# ABOUT THIS EXERCISE
For the records below, tally the lines that include the word "static" and give only the tally.

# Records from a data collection
- - - -

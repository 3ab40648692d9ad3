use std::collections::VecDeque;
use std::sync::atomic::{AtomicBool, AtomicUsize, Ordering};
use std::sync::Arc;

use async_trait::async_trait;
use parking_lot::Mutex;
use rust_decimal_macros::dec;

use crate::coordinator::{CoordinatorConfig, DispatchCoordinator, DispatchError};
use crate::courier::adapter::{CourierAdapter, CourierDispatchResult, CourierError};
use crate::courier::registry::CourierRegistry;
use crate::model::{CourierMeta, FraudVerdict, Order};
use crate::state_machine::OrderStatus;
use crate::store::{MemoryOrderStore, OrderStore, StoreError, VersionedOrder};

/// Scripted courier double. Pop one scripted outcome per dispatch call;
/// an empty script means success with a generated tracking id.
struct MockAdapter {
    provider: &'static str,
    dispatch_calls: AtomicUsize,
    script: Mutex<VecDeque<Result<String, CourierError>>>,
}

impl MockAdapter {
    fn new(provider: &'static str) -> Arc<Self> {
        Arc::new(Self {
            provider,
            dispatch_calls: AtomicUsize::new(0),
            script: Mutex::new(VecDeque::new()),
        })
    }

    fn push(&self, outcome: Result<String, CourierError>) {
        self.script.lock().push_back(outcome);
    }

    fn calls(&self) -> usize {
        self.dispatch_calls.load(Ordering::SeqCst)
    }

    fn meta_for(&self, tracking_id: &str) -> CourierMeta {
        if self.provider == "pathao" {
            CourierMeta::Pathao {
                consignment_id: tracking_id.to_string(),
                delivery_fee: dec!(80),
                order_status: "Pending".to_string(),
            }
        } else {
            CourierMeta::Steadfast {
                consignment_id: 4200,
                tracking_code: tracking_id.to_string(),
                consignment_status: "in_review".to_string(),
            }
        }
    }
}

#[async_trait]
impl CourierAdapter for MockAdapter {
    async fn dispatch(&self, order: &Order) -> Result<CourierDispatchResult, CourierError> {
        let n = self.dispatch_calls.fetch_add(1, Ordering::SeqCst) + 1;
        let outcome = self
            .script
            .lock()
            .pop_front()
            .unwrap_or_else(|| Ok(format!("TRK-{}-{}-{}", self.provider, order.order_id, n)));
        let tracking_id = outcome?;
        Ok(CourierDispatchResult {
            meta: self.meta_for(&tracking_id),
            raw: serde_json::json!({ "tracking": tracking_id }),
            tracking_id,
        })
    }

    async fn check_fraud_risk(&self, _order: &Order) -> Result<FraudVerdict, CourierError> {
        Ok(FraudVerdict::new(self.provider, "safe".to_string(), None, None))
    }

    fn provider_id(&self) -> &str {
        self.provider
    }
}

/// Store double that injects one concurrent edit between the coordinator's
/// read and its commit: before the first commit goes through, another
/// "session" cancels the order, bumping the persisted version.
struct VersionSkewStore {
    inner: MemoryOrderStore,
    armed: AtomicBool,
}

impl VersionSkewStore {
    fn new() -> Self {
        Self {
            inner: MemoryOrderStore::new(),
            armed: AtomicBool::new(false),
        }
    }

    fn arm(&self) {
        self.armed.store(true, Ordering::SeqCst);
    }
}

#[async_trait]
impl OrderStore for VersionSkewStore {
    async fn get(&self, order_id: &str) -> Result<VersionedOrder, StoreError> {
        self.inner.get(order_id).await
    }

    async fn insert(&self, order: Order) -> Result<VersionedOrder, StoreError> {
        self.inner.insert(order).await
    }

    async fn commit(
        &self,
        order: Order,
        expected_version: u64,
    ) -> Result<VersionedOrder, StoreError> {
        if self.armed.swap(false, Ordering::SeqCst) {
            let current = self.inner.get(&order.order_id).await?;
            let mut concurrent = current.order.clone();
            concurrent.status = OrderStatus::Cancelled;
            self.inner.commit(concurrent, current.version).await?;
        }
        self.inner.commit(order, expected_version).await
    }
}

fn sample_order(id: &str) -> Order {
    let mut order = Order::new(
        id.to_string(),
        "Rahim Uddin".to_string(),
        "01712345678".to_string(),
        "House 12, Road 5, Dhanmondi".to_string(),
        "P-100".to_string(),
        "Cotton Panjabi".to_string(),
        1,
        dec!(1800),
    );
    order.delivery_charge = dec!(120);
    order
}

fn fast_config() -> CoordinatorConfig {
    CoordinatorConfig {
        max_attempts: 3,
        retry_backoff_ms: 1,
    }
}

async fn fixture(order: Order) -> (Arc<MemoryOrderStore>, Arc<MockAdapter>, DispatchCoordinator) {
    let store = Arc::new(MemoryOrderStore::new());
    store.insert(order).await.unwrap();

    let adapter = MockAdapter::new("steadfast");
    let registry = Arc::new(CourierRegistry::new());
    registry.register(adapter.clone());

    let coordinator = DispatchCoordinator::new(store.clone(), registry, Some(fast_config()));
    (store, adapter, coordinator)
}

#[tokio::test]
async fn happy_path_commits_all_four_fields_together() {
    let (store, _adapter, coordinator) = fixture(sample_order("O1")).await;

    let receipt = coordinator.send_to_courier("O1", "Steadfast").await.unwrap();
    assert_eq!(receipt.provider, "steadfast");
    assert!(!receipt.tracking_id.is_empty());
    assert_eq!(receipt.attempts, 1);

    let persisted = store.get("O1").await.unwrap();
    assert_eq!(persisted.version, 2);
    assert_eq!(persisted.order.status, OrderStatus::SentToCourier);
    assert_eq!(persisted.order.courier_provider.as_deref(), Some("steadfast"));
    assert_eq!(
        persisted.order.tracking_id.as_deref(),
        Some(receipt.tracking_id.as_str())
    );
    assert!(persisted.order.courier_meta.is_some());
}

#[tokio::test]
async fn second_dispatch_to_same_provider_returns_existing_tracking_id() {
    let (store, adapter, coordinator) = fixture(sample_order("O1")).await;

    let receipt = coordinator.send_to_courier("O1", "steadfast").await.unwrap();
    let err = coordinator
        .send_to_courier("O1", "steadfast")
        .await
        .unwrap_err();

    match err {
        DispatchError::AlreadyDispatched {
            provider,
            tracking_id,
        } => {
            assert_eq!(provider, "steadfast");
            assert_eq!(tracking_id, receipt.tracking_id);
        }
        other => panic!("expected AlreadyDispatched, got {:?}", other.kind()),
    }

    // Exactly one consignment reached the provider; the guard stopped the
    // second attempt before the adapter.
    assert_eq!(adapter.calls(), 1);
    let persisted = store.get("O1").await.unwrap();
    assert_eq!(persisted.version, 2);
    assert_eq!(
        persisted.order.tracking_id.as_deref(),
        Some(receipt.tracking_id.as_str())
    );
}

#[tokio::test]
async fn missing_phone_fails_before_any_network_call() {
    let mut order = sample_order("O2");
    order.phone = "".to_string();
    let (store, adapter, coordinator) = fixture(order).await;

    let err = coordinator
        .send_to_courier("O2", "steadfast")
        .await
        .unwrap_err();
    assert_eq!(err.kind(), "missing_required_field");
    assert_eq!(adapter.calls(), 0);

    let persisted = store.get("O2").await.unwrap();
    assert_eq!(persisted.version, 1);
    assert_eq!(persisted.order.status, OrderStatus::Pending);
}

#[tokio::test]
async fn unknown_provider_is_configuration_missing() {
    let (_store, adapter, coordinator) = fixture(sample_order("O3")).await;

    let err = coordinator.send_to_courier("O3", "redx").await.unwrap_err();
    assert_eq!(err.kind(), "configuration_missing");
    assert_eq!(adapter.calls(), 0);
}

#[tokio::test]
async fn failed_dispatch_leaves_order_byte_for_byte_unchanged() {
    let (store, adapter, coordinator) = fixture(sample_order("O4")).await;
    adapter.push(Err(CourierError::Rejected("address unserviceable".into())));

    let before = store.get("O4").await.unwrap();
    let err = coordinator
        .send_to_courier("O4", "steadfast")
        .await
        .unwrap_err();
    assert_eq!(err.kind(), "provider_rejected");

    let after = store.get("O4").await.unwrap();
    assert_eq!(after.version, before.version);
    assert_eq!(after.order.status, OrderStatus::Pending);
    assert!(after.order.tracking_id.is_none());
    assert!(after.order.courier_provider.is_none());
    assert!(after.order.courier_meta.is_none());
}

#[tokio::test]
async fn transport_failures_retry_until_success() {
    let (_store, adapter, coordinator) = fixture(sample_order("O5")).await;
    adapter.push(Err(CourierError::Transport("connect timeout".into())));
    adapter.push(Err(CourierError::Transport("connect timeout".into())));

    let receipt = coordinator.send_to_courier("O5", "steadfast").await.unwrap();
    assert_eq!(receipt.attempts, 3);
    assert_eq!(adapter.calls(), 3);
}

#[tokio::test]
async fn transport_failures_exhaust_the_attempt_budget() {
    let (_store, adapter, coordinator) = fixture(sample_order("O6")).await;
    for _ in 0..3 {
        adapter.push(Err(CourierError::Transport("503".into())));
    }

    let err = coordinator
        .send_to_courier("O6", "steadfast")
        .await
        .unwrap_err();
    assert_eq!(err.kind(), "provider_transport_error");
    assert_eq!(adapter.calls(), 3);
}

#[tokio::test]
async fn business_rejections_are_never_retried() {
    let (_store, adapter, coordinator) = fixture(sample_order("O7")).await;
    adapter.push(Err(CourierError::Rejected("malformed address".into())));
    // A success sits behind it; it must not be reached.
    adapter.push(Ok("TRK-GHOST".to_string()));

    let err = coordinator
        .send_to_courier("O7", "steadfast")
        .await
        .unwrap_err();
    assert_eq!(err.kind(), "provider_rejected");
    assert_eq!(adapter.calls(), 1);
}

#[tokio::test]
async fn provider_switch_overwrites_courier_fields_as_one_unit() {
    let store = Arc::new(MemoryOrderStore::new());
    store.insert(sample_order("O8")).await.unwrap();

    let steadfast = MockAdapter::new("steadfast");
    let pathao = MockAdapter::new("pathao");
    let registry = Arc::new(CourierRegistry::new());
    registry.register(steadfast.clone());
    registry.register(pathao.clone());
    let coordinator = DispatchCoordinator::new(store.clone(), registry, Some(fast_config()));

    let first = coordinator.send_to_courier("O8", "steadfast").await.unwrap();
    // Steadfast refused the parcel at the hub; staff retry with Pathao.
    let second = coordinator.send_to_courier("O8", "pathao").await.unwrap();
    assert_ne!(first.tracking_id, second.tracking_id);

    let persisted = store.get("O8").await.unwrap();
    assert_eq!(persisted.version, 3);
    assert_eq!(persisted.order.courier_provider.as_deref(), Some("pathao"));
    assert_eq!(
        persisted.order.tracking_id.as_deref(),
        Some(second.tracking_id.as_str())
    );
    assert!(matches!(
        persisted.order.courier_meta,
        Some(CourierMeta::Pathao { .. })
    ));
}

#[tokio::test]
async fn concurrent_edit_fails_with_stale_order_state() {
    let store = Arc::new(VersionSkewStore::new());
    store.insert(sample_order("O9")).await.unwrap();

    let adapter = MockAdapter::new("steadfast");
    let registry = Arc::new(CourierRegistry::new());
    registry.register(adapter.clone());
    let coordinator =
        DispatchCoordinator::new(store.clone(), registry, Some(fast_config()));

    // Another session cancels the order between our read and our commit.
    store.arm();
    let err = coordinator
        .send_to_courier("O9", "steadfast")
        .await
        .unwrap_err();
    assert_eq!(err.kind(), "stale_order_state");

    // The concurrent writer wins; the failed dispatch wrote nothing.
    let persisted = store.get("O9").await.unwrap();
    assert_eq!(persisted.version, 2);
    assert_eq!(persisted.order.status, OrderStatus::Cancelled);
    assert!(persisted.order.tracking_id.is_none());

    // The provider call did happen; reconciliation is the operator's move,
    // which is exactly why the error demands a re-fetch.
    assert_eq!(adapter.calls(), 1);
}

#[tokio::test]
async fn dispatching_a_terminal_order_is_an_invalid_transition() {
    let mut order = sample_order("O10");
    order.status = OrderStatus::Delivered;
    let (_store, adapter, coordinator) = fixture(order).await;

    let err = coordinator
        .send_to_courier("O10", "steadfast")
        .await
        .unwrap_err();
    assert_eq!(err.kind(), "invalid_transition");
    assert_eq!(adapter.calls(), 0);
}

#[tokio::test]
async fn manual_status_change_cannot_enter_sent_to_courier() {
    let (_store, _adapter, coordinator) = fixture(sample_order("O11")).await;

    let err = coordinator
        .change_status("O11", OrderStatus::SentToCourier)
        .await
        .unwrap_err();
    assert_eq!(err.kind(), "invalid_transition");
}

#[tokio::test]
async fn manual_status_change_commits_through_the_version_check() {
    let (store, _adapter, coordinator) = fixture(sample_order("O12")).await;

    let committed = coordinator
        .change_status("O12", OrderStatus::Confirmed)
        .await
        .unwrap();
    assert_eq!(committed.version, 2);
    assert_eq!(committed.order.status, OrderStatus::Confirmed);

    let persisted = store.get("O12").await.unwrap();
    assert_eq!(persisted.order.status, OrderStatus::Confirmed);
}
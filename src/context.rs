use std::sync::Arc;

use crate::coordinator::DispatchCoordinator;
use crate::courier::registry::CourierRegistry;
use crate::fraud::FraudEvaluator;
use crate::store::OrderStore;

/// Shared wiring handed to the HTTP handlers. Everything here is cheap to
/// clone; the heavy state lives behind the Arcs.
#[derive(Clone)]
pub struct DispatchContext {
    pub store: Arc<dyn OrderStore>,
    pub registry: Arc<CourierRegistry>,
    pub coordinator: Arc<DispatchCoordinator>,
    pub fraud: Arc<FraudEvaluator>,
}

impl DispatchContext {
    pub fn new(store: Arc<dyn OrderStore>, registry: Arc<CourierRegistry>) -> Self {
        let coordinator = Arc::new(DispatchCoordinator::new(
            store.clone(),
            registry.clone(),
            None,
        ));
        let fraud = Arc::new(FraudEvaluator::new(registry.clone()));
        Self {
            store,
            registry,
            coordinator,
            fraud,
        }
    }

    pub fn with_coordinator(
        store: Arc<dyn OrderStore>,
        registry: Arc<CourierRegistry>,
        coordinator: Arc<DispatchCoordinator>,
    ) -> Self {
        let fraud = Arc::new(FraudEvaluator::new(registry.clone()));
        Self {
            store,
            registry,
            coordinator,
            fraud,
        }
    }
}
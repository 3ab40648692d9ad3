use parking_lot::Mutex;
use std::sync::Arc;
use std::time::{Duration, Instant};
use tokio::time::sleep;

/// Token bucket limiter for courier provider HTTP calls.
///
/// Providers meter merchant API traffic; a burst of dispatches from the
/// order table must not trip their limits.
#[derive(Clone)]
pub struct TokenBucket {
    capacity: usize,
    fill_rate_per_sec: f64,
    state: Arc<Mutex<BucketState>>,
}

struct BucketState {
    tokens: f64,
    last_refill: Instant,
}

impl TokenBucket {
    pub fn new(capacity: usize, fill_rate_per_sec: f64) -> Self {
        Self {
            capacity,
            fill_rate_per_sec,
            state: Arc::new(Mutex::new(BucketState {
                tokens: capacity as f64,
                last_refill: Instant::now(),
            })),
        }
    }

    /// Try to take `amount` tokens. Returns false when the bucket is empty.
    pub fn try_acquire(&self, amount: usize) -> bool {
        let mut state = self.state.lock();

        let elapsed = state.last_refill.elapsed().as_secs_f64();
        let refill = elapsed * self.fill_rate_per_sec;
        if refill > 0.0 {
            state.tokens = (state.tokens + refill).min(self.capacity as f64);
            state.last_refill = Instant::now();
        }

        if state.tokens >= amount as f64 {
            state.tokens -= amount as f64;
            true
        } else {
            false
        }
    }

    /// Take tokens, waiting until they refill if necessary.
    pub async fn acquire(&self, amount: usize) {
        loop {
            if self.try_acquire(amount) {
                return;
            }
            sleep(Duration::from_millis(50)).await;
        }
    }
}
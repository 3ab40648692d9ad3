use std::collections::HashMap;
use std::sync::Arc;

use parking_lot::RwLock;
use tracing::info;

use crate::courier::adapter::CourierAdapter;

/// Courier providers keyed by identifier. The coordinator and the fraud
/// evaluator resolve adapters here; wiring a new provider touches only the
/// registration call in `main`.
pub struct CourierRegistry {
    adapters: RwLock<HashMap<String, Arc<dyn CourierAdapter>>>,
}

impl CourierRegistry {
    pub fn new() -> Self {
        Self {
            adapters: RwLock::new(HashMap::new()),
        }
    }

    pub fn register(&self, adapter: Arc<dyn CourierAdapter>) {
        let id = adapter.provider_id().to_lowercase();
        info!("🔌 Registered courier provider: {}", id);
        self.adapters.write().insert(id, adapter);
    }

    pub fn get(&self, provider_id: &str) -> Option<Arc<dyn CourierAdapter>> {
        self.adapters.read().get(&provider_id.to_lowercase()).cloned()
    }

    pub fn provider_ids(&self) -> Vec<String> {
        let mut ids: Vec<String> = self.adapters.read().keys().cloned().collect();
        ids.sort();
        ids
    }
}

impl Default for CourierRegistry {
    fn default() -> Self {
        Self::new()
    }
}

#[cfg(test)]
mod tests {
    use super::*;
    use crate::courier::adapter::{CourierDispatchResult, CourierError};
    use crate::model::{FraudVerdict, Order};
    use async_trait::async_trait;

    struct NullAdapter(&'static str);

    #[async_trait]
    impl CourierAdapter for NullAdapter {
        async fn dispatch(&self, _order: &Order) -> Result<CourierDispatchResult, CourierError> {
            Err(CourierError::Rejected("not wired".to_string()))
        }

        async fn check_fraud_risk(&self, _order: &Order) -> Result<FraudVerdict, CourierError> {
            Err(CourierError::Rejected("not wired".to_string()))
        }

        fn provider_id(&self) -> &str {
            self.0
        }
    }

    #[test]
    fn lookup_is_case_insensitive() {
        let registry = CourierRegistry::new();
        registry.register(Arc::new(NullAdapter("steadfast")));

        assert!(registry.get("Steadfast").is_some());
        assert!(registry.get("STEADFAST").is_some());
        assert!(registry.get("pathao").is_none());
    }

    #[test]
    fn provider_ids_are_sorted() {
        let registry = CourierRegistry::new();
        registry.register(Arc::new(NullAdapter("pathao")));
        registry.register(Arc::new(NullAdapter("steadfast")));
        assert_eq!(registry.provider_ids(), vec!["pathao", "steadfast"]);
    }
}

- - - -

# RESULT FOR THIS EXERCISE
3